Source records
########
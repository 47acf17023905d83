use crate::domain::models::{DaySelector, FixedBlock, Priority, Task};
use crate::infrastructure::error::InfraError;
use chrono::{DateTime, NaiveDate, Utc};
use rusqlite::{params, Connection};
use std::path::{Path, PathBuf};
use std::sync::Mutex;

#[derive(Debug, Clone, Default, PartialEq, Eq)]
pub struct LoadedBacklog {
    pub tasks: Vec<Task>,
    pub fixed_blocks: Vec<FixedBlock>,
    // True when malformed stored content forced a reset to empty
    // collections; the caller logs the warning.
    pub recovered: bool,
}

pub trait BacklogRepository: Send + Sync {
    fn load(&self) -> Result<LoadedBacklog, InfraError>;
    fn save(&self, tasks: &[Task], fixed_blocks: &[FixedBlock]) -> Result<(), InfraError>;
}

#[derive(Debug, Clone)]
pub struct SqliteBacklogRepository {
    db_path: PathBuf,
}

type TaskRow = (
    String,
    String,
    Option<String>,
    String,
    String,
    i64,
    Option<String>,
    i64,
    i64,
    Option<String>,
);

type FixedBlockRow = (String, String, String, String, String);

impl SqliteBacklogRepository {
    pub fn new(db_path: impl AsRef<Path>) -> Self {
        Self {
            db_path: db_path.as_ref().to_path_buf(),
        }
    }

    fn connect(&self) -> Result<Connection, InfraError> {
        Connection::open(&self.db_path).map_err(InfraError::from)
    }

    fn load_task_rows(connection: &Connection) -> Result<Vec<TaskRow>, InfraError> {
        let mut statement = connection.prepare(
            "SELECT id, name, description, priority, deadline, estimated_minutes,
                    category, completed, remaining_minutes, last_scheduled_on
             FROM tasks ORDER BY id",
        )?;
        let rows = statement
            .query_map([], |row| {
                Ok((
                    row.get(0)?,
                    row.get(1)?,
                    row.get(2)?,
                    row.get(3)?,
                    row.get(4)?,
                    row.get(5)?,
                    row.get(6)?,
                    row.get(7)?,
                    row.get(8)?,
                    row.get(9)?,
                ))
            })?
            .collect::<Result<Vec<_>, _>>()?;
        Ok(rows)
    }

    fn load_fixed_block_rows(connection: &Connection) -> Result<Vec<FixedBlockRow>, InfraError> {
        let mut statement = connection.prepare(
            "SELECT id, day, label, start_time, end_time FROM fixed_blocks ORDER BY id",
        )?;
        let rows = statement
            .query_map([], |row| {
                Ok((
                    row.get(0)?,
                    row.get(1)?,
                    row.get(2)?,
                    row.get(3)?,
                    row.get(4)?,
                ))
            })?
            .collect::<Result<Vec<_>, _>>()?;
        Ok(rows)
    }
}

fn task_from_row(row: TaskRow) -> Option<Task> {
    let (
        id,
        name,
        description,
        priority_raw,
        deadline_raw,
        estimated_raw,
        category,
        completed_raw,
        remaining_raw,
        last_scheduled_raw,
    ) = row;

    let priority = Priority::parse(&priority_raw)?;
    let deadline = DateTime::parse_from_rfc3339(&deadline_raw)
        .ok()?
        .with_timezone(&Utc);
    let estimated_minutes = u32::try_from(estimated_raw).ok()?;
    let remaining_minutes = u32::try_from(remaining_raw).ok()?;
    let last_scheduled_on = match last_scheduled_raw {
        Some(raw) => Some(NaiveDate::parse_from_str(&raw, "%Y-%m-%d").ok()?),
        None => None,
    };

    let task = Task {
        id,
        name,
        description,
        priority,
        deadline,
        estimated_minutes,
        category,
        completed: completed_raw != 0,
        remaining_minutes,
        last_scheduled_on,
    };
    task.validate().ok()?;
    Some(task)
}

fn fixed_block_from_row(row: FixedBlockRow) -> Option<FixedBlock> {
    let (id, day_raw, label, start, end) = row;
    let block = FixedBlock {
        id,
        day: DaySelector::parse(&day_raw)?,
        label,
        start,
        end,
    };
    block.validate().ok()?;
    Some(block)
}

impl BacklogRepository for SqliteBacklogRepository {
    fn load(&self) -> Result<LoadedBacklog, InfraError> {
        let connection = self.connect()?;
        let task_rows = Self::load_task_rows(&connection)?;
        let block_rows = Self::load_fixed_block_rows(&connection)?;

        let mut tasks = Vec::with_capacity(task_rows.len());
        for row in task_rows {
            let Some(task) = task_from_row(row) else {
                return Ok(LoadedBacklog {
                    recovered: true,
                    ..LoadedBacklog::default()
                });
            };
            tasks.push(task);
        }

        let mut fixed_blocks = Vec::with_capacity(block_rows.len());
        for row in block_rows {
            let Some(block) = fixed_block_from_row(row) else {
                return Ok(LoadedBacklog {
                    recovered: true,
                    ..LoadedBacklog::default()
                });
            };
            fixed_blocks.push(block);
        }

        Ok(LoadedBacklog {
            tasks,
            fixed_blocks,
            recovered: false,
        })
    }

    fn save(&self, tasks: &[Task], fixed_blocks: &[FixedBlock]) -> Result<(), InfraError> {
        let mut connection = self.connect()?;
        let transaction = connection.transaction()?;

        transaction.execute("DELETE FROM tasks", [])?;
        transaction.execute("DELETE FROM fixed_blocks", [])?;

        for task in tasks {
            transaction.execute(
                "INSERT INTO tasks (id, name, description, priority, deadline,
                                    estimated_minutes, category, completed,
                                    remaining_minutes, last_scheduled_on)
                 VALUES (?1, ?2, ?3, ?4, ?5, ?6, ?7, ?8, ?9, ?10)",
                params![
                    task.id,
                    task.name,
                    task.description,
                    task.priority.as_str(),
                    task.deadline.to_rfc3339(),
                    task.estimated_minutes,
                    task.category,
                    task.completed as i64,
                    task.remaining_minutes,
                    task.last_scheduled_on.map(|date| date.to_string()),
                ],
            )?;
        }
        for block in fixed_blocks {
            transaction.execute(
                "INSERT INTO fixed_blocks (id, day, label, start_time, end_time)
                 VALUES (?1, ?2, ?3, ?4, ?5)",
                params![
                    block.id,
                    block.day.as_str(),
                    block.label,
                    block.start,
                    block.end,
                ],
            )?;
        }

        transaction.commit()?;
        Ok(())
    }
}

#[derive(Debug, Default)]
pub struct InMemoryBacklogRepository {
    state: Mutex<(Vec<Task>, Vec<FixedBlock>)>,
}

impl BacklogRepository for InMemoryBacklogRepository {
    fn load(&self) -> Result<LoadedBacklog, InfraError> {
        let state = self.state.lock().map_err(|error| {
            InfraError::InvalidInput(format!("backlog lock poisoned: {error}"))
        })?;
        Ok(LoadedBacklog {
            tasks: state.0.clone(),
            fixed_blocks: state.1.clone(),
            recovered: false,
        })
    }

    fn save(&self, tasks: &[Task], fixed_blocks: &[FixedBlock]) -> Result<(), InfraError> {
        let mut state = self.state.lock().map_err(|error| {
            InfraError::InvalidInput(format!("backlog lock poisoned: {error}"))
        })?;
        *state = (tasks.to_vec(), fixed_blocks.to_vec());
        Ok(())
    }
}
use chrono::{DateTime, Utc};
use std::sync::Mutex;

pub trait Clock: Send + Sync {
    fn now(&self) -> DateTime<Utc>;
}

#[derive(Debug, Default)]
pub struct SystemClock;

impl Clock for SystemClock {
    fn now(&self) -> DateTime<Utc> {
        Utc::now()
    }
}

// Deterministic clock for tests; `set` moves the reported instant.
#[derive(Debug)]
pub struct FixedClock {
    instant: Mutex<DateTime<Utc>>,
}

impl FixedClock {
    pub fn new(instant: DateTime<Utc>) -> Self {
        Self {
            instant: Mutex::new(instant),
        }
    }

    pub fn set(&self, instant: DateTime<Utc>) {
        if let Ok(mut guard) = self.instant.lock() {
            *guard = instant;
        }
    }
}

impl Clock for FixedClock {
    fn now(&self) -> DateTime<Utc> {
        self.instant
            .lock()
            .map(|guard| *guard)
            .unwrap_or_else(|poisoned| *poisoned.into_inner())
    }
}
########
Your instructions:
Repeat all the entries exactly as given.

Your response:
repository 47acf17023905d83
use crate::domain::models::{DaySelector, FixedBlock, Priority, Task};
use crate::infrastructure::error::InfraError;
use chrono::{DateTime, NaiveDate, Utc};
use rusqlite::{params, Connection};
use std::path::{Path, PathBuf};
use std::sync::Mutex;

#[derive(Debug, Clone, Default, PartialEq, Eq)]
pub struct LoadedBacklog {
    pub tasks: Vec<Task>,
    pub fixed_blocks: Vec<FixedBlock>,
    // True when malformed stored content forced a reset to empty
    // collections; the caller logs the warning.
    pub recovered: bool,
}

pub trait BacklogRepository: Send + Sync {
    fn load(&self) -> Result<LoadedBacklog, InfraError>;
    fn save(&self, tasks: &[Task], fixed_blocks: &[FixedBlock]) -> Result<(), InfraError>;
}

#[derive(Debug, Clone)]
pub struct SqliteBacklogRepository {
    db_path: PathBuf,
}

type TaskRow = (
    String,
    String,
    Option<String>,
    String,
    String,
    i64,
    Option<String>,
    i64,
    i64,
    Option<String>,
);

type FixedBlockRow = (String, String, String, String, String);

impl SqliteBacklogRepository {
    pub fn new(db_path: impl AsRef<Path>) -> Self {
        Self {
            db_path: db_path.as_ref().to_path_buf(),
        }
    }

    fn connect(&self) -> Result<Connection, InfraError> {
        Connection::open(&self.db_path).map_err(InfraError::from)
    }

    fn load_task_rows(connection: &Connection) -> Result<Vec<TaskRow>, InfraError> {
        let mut statement = connection.prepare(
            "SELECT id, name, description, priority, deadline, estimated_minutes,
                    category, completed, remaining_minutes, last_scheduled_on
             FROM tasks ORDER BY id",
        )?;
        let rows = statement
            .query_map([], |row| {
                Ok((
                    row.get(0)?,
                    row.get(1)?,
                    row.get(2)?,
                    row.get(3)?,
                    row.get(4)?,
                    row.get(5)?,
                    row.get(6)?,
                    row.get(7)?,
                    row.get(8)?,
                    row.get(9)?,
                ))
            })?
            .collect::<Result<Vec<_>, _>>()?;
        Ok(rows)
    }

    fn load_fixed_block_rows(connection: &Connection) -> Result<Vec<FixedBlockRow>, InfraError> {
        let mut statement = connection.prepare(
            "SELECT id, day, label, start_time, end_time FROM fixed_blocks ORDER BY id",
        )?;
        let rows = statement
            .query_map([], |row| {
                Ok((
                    row.get(0)?,
                    row.get(1)?,
                    row.get(2)?,
                    row.get(3)?,
                    row.get(4)?,
                ))
            })?
            .collect::<Result<Vec<_>, _>>()?;
        Ok(rows)
    }
}

fn task_from_row(row: TaskRow) -> Option<Task> {
    let (
        id,
        name,
        description,
        priority_raw,
        deadline_raw,
        estimated_raw,
        category,
        completed_raw,
        remaining_raw,
        last_scheduled_raw,
    ) = row;

    let priority = Priority::parse(&priority_raw)?;
    let deadline = DateTime::parse_from_rfc3339(&deadline_raw)
        .ok()?
        .with_timezone(&Utc);
    let estimated_minutes = u32::try_from(estimated_raw).ok()?;
    let remaining_minutes = u32::try_from(remaining_raw).ok()?;
    let last_scheduled_on = match last_scheduled_raw {
        Some(raw) => Some(NaiveDate::parse_from_str(&raw, "%Y-%m-%d").ok()?),
        None => None,
    };

    let task = Task {
        id,
        name,
        description,
        priority,
        deadline,
        estimated_minutes,
        category,
        completed: completed_raw != 0,
        remaining_minutes,
        last_scheduled_on,
    };
    task.validate().ok()?;
    Some(task)
}

fn fixed_block_from_row(row: FixedBlockRow) -> Option<FixedBlock> {
    let (id, day_raw, label, start, end) = row;
    let block = FixedBlock {
        id,
        day: DaySelector::parse(&day_raw)?,
        label,
        start,
        end,
    };
    block.validate().ok()?;
    Some(block)
}

impl BacklogRepository for SqliteBacklogRepository {
    fn load(&self) -> Result<LoadedBacklog, InfraError> {
        let connection = self.connect()?;
        let task_rows = Self::load_task_rows(&connection)?;
        let block_rows = Self::load_fixed_block_rows(&connection)?;

        let mut tasks = Vec::with_capacity(task_rows.len());
        for row in task_rows {
            let Some(task) = task_from_row(row) else {
                return Ok(LoadedBacklog {
                    recovered: true,
                    ..LoadedBacklog::default()
                });
            };
            tasks.push(task);
        }

        let mut fixed_blocks = Vec::with_capacity(block_rows.len());
        for row in block_rows {
            let Some(block) = fixed_block_from_row(row) else {
                return Ok(LoadedBacklog {
                    recovered: true,
                    ..LoadedBacklog::default()
                });
            };
            fixed_blocks.push(block);
        }

        Ok(LoadedBacklog {
            tasks,
            fixed_blocks,
            recovered: false,
        })
    }

    fn save(&self, tasks: &[Task], fixed_blocks: &[FixedBlock]) -> Result<(), InfraError> {
        let mut connection = self.connect()?;
        let transaction = connection.transaction()?;

        transaction.execute("DELETE FROM tasks", [])?;
        transaction.execute("DELETE FROM fixed_blocks", [])?;

        for task in tasks {
            transaction.execute(
                "INSERT INTO tasks (id, name, description, priority, deadline,
                                    estimated_minutes, category, completed,
                                    remaining_minutes, last_scheduled_on)
                 VALUES (?1, ?2, ?3, ?4, ?5, ?6, ?7, ?8, ?9, ?10)",
                params![
                    task.id,
                    task.name,
                    task.description,
                    task.priority.as_str(),
                    task.deadline.to_rfc3339(),
                    task.estimated_minutes,
                    task.category,
                    task.completed as i64,
                    task.remaining_minutes,
                    task.last_scheduled_on.map(|date| date.to_string()),
                ],
            )?;
        }
        for block in fixed_blocks {
            transaction.execute(
                "INSERT INTO fixed_blocks (id, day, label, start_time, end_time)
                 VALUES (?1, ?2, ?3, ?4, ?5)",
                params![
                    block.id,
                    block.day.as_str(),
                    block.label,
                    block.start,
                    block.end,
                ],
            )?;
        }

        transaction.commit()?;
        Ok(())
    }
}

#[derive(Debug, Default)]
pub struct InMemoryBacklogRepository {
    state: Mutex<(Vec<Task>, Vec<FixedBlock>)>,
}

impl BacklogRepository for InMemoryBacklogRepository {
    fn load(&self) -> Result<LoadedBacklog, InfraError> {
        let state = self.state.lock().map_err(|error| {
            InfraError::InvalidInput(format!("backlog lock poisoned: {error}"))
        })?;
        Ok(LoadedBacklog {
            tasks: state.0.clone(),
            fixed_blocks: state.1.clone(),
            recovered: false,
        })
    }

    fn save(&self, tasks: &[Task], fixed_blocks: &[FixedBlock]) -> Result<(), InfraError> {
        let mut state = self.state.lock().map_err(|error| {
            InfraError::InvalidInput(format!("backlog lock poisoned: {error}"))
        })?;
        *state = (tasks.to_vec(), fixed_blocks.to_vec());
        Ok(())
    }
}
use chrono::{DateTime, Utc};
use std::sync::Mutex;

pub trait Clock: Send + Sync {
    fn now(&self) -> DateTime<Utc>;
}

#[derive(Debug, Default)]
pub struct SystemClock;

impl Clock for SystemClock {
    fn now(&self) -> DateTime<Utc> {
        Utc::now()
    }
}

// Deterministic clock for tests; `set` moves the reported instant.
#[derive(Debug)]
pub struct FixedClock {
    instant: Mutex<DateTime<Utc>>,
}

impl FixedClock {
    pub fn new(instant: DateTime<Utc>) -> Self {
        Self {
            instant: Mutex::new(instant),
        }
    }

    pub fn set(&self, instant: DateTime<Utc>) {
        if let Ok(mut guard) = self.instant.lock() {
            *guard = instant;
        }
    }
}

impl Clock for FixedClock {
    fn now(&self) -> DateTime<Utc> {
        self.instant
            .lock()
            .map(|guard| *guard)
            .unwrap_or_else(|poisoned| *poisoned.into_inner())
    }
}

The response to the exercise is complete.